To run the full translation process:

python translate.py --pod-count 40 --batch-size 16 --max-tokens 100

Additional options:

--api-key TEXT            RunPod API key (defaults to RUNPOD_API_KEY environment variable)
--pod-count INTEGER       Number of RunPod instances to launch (default: 40)
--dataset TEXT            Dataset name or path (default: DataTonic/dark_thoughts_case_study_merged)
--output-dir TEXT         Output directory for translated data (default: translated_dataset)
--batch-size INTEGER      Batch size for translation (default: 16)
--max-tokens INTEGER      Maximum number of tokens to generate (default: 100)
--gpu-type TEXT           GPU type ID for RunPod instances (default: NVIDIA RTX A5000)
--image TEXT              Docker image name (default: tonic01/ollama-gemmax2)
--model TEXT              Model name for translation (default: gemmax2)
--cleanup                 Terminate all pods after completion
--prepare-only            Only prepare the dataset without translating
--process-only            Only process the translated dataset
--validate                Validate dataset structure after processing

Testing the System

To test the system components:

python test_translation.py --test all

To test the parsing functionality:

python test_parsing.py --test all

Translation Process

The translation process follows these steps:

Preparation: Parse the dataset to separate thinking content from responses.
Setup: Launch 40 RunPod instances with the tonic01/ollama-gemmax2 Docker image.
Readiness Check: Wait for all pods to be ready and for Ollama to be initialized with the required model.
Translation:
- For each dataset split (English and Chinese):
- Translate thinking and response fields separately to all target languages.
- Skip empty thinking content to optimize translation.
- Save intermediate results periodically.
Processing: Merge translations and create a Hugging Face dataset structure.
Validation: Ensure the dataset structure matches the required Feature model.
Cleanup: Terminate all pods if requested.

Supported Languages

The system supports translation between the following languages:

Arabic, Bengali, Czech, German, English, Spanish, Persian, French, Hebrew, Hindi, Indonesian, Italian, Japanese, Khmer, Korean, Lao, Malay, Burmese, Dutch, Polish, Portuguese, Russian, Thai, Tagalog, Turkish, Urdu, Vietnamese, Chinese.

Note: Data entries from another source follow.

use std::sync::Arc;

use crate::atomic::{AtomicParam, ControlValue};
use crate::dsp::follower::{decay_per_sample, PeakDetector};
use crate::unit::{AudioUnit, InputSpec, Inputs, RenderCtx};

const INPUTS: &[InputSpec] = &[
    InputSpec::new("input", 0.0),
    InputSpec::new("half_life", 0.1),
];

pub const INPUT: usize = 0;
pub const HALF_LIFE: usize = 1;

/// Tracks a decaying envelope of input magnitude.
///
/// The output is the per-sample peak; the last value of every block is also
/// published to a shared meter any thread can read.
pub struct PeakFollower {
    detector: PeakDetector,
    meter: ControlValue,
}

impl PeakFollower {
    pub fn new() -> Self {
        Self::with_meter(Arc::new(AtomicParam::new(0.0)))
    }

    /// Publish into an existing meter (e.g. one a plugin created up front).
    pub fn with_meter(meter: ControlValue) -> Self {
        Self {
            detector: PeakDetector::new(),
            meter,
        }
    }

    /// Shared handle to the most recent peak.
    pub fn meter(&self) -> ControlValue {
        Arc::clone(&self.meter)
    }
}

impl Default for PeakFollower {
    fn default() -> Self {
        Self::new()
    }
}

impl AudioUnit for PeakFollower {
    fn name(&self) -> &'static str {
        "PeakFollower"
    }

    fn inputs(&self) -> &'static [InputSpec] {
        INPUTS
    }

    fn render(&mut self, inputs: &Inputs<'_>, out: &mut [f32], ctx: &RenderCtx) {
        let input = inputs.get(INPUT);
        // Half-life is a control-rate parameter: sampled once per block
        let decay = decay_per_sample(inputs.get(HALF_LIFE).at(0), ctx.sample_rate);
        for (i, sample) in out.iter_mut().enumerate() {
            *sample = self.detector.next(input.at(i), decay);
        }
        self.meter.set(self.detector.peak());
    }

    fn reset(&mut self) {
        self.detector = PeakDetector::new();
        self.meter.set(0.0);
    }
}

#[cfg(test)]
mod tests {
    use super::*;
    use crate::unit::test_util::render;
    use crate::unit::Signal;

    #[test]
    fn publishes_decaying_peak() {
        let mut follower = PeakFollower::new();
        let meter = follower.meter();

        let mut impulse = [0.0f32; 100];
        impulse[0] = -0.8;
        let out = render(&mut follower, &[Signal::Buffer(&impulse), Signal::Constant(0.1)], 100);

        assert_eq!(out[0], 0.8);
        // 100 samples at 1 kHz is exactly one half-life after the impulse
        assert!((out[99] - 0.8 * 0.5f32.powf(99.0 / 100.0)).abs() < 1e-3);
        assert_eq!(meter.get(), out[99]);
    }

    #[test]
    fn reset_clears_meter() {
        let mut follower = PeakFollower::new();
        render(&mut follower, &[Signal::Constant(0.5)], 4);
        assert!(follower.meter().get() > 0.0);
        follower.reset();
        assert_eq!(follower.meter().get(), 0.0);
    }
}
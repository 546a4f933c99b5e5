//! Engine configuration.

#[cfg(feature = "serde")]
use serde::{Deserialize, Serialize};

use crate::{Error, Result, MAX_BLOCK_SIZE};

/// Fixed parameters of an [`AudioEngine`](crate::AudioEngine).
///
/// Sample rate and block size stay constant for the lifetime of the engine.
#[cfg_attr(feature = "serde", derive(Serialize, Deserialize))]
#[cfg_attr(feature = "serde", serde(default))]
#[derive(Debug, Clone, PartialEq)]
pub struct EngineConfig {
    /// Audio sample rate in Hz.
    pub sample_rate: f32,
    /// Frames rendered per block (`nFrames`).
    pub block_size: usize,
    /// Capacity of the rewiring command queue.
    pub command_capacity: usize,
    /// Longest delay any delay unit can be asked for, in seconds.
    pub max_delay_seconds: f32,
}

impl Default for EngineConfig {
    fn default() -> Self {
        Self {
            sample_rate: 48_000.0,
            block_size: 256,
            command_capacity: 1024,
            max_delay_seconds: 2.0,
        }
    }
}

impl EngineConfig {
    pub fn with_sample_rate(mut self, sample_rate: f32) -> Self {
        self.sample_rate = sample_rate;
        self
    }

    pub fn with_block_size(mut self, block_size: usize) -> Self {
        self.block_size = block_size;
        self
    }

    pub fn with_command_capacity(mut self, capacity: usize) -> Self {
        self.command_capacity = capacity;
        self
    }

    pub fn with_max_delay_seconds(mut self, seconds: f32) -> Self {
        self.max_delay_seconds = seconds;
        self
    }

    /// Check that the configuration can drive an engine.
    pub fn validate(&self) -> Result<()> {
        if !self.sample_rate.is_finite() || self.sample_rate <= 0.0 {
            return Err(Error::InvalidConfig(format!(
                "sample rate must be positive, got {}",
                self.sample_rate
            )));
        }
        if self.block_size == 0 || self.block_size > MAX_BLOCK_SIZE {
            return Err(Error::InvalidConfig(format!(
                "block size must be in 1..={MAX_BLOCK_SIZE}, got {}",
                self.block_size
            )));
        }
        if self.command_capacity == 0 {
            return Err(Error::InvalidConfig(
                "command capacity must be non-zero".to_string(),
            ));
        }
        if !self.max_delay_seconds.is_finite() || self.max_delay_seconds <= 0.0 {
            return Err(Error::InvalidConfig(format!(
                "max delay must be positive, got {}",
                self.max_delay_seconds
            )));
        }
        Ok(())
    }

    /// Length in samples of the longest delay buffer.
    pub fn max_delay_samples(&self) -> usize {
        (self.max_delay_seconds * self.sample_rate).ceil() as usize + 2
    }
}

#[cfg(test)]
mod tests {
    use super::*;

    #[test]
    fn default_is_valid() {
        assert!(EngineConfig::default().validate().is_ok());
    }

    #[test]
    fn rejects_bad_values() {
        let base = EngineConfig::default();
        assert!(base.clone().with_sample_rate(0.0).validate().is_err());
        assert!(base.clone().with_sample_rate(f32::NAN).validate().is_err());
        assert!(base.clone().with_block_size(0).validate().is_err());
        assert!(base
            .clone()
            .with_block_size(MAX_BLOCK_SIZE + 1)
            .validate()
            .is_err());
        assert!(base.clone().with_command_capacity(0).validate().is_err());
        assert!(base.with_max_delay_seconds(-1.0).validate().is_err());
    }

    #[test]
    fn max_delay_samples_covers_interpolation_guard() {
        let config = EngineConfig::default()
            .with_sample_rate(1_000.0)
            .with_max_delay_seconds(1.0);
        assert_eq!(config.max_delay_samples(), 1_002);
    }
}
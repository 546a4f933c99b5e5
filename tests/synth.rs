use approx::assert_abs_diff_eq;
use orpheus_dsp::plugin::voice::VOICE_COUNT;
use orpheus_dsp::synth::{envelope_times, voice_frequency};
use orpheus_dsp::{AudioEngine, EngineConfig, PortValue, SynthEngine};

fn synth() -> (AudioEngine, SynthEngine) {
    let config = EngineConfig::default().with_block_size(256);
    let mut engine = AudioEngine::new(config).unwrap();
    let synth = SynthEngine::new(&mut engine).unwrap();
    (engine, synth)
}

fn peak(engine: &mut AudioEngine, blocks: usize) -> f32 {
    let mut peak = 0.0f32;
    for _ in 0..blocks {
        engine.render_block();
        let (left, right) = engine.stereo_block();
        for s in left.iter().chain(right) {
            assert!(s.is_finite() && s.abs() <= 1.0);
            peak = peak.max(s.abs());
        }
    }
    peak
}

#[test]
fn registry_covers_every_plugin() {
    let (_engine, synth) = synth();
    let registry = synth.registry();
    // 75 voice ports, 5 duo-lfo, 12 pans + 2 master, 5 delay, 2 distortion
    assert_eq!(registry.len(), 75 + 5 + 14 + 5 + 2);
    assert_eq!(registry.plugins().len(), 5);
    assert!(registry.contains("org.orpheus.voices:voice_11_tune"));
    assert!(registry.contains("org.orpheus.voices:quad_2_hold"));
    assert!(registry.contains("org.orpheus.duolfo:mode"));
    assert!(registry.contains("org.orpheus.stereo:pan_11"));
    assert!(registry.contains("org.orpheus.delay:mod_depth"));
    assert!(registry.contains("org.orpheus.distortion:drive"));

    let descriptors = registry.descriptors();
    assert_eq!(descriptors.len(), registry.len());
    assert_eq!(descriptors[0].qualified_symbol, "org.orpheus.voices:voice_0_tune");
}

#[test]
fn silent_until_gated() {
    let (mut engine, synth) = synth();
    assert_eq!(peak(&mut engine, 8), 0.0);

    assert!(synth.set_gate(0, true));
    assert!(synth.is_gate_open(0));
    assert!(peak(&mut engine, 20) > 0.01);
    assert!(synth.peak_level() > 0.0);
    assert!(!synth.set_gate(VOICE_COUNT, true));
}

#[test]
fn hold_drones_without_gates() {
    let (mut engine, synth) = synth();
    assert!(synth
        .registry()
        .set_port_value("org.orpheus.voices:quad_1_hold", PortValue::Float(1.0)));
    assert!(peak(&mut engine, 20) > 0.01);
    assert!(!synth.is_gate_open(4));
}

#[test]
fn tune_and_quad_pitch_drive_frequency() {
    let (_engine, synth) = synth();
    let registry = synth.registry();
    assert_abs_diff_eq!(synth.voice_frequency(0).unwrap(), 220.0, epsilon = 0.01);

    registry.set_port_value("org.orpheus.voices:voice_0_tune", PortValue::Float(1.0));
    assert_abs_diff_eq!(synth.voice_frequency(0).unwrap(), 880.0, epsilon = 0.01);

    registry.set_port_value("org.orpheus.voices:quad_0_pitch", PortValue::Float(1.0));
    assert_abs_diff_eq!(synth.voice_frequency(0).unwrap(), 1760.0, epsilon = 0.05);
    assert_abs_diff_eq!(synth.voice_frequency(3).unwrap(), 440.0, epsilon = 0.01);
    // Quad 1 is untouched
    assert_abs_diff_eq!(synth.voice_frequency(4).unwrap(), 220.0, epsilon = 0.01);
}

#[test]
fn global_params_reach_other_plugins() {
    let (_engine, synth) = synth();
    let registry = synth.registry();

    registry.set_port_value("org.orpheus.voices:feedback", PortValue::Float(1.0));
    assert_abs_diff_eq!(synth.delay().feedback(), 0.95, epsilon = 1e-6);

    assert!(!synth.duo_lfo().is_linked());
    registry.set_port_value("org.orpheus.voices:coupling", PortValue::Float(1.0));
    assert!(synth.duo_lfo().is_linked());
}

#[test]
fn mapping_curves() {
    assert_abs_diff_eq!(voice_frequency(0.0, 0.5), 55.0, epsilon = 1e-4);
    assert_abs_diff_eq!(voice_frequency(0.5, 0.0), 110.0, epsilon = 1e-3);
    let (attack, release) = envelope_times(0.0);
    assert_abs_diff_eq!(attack, 0.002);
    assert_abs_diff_eq!(release, 0.02);
    let (attack, release) = envelope_times(1.0);
    assert_abs_diff_eq!(attack, 1.502, epsilon = 1e-6);
    assert_abs_diff_eq!(release, 3.02, epsilon = 1e-6);
}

Error Handling and Recovery

The system includes several error handling and recovery mechanisms:

Retry Logic: Failed translations are automatically retried.
Checkpointing: Intermediate results are saved periodically to allow resuming from failures.
Health Checks: Pod and Ollama health are checked before starting translation.
Empty Content Handling: Empty thinking content is handled efficiently to avoid unnecessary translations.
Graceful Termination: Resources are properly cleaned up on completion or failure.

Docker Image Requirements

The tonic01/ollama-gemmax2 Docker image should have:

Ollama installed and configured to run on port 11434
The GemmaX2-28-2B-v0.1 model pre-loaded or configured to load automatically
Sufficient GPU memory (at least 24GB recommended)

Example Workflow

Prepare Dataset:
```
python translate.py --prepare-only
```
Run Translation:
```
python translate.py --pod-count 40
```

Process Results Only:

python translate.py --process-only --validate

Cleanup:

python test_translation.py --test termination

Troubleshooting

API Key Issues: Ensure your RunPod API key is correctly set in the environment variable or passed as a parameter.
GPU Availability: Check RunPod for GPU availability if pod creation fails.
Model Loading: If Ollama readiness check times out, the model may be too large for the selected GPU type.
Translation Errors: Check the logs for specific error messages. Most translation errors are automatically retried.
Dataset Structure: Run with the --validate flag to ensure the dataset structure matches the required Feature model.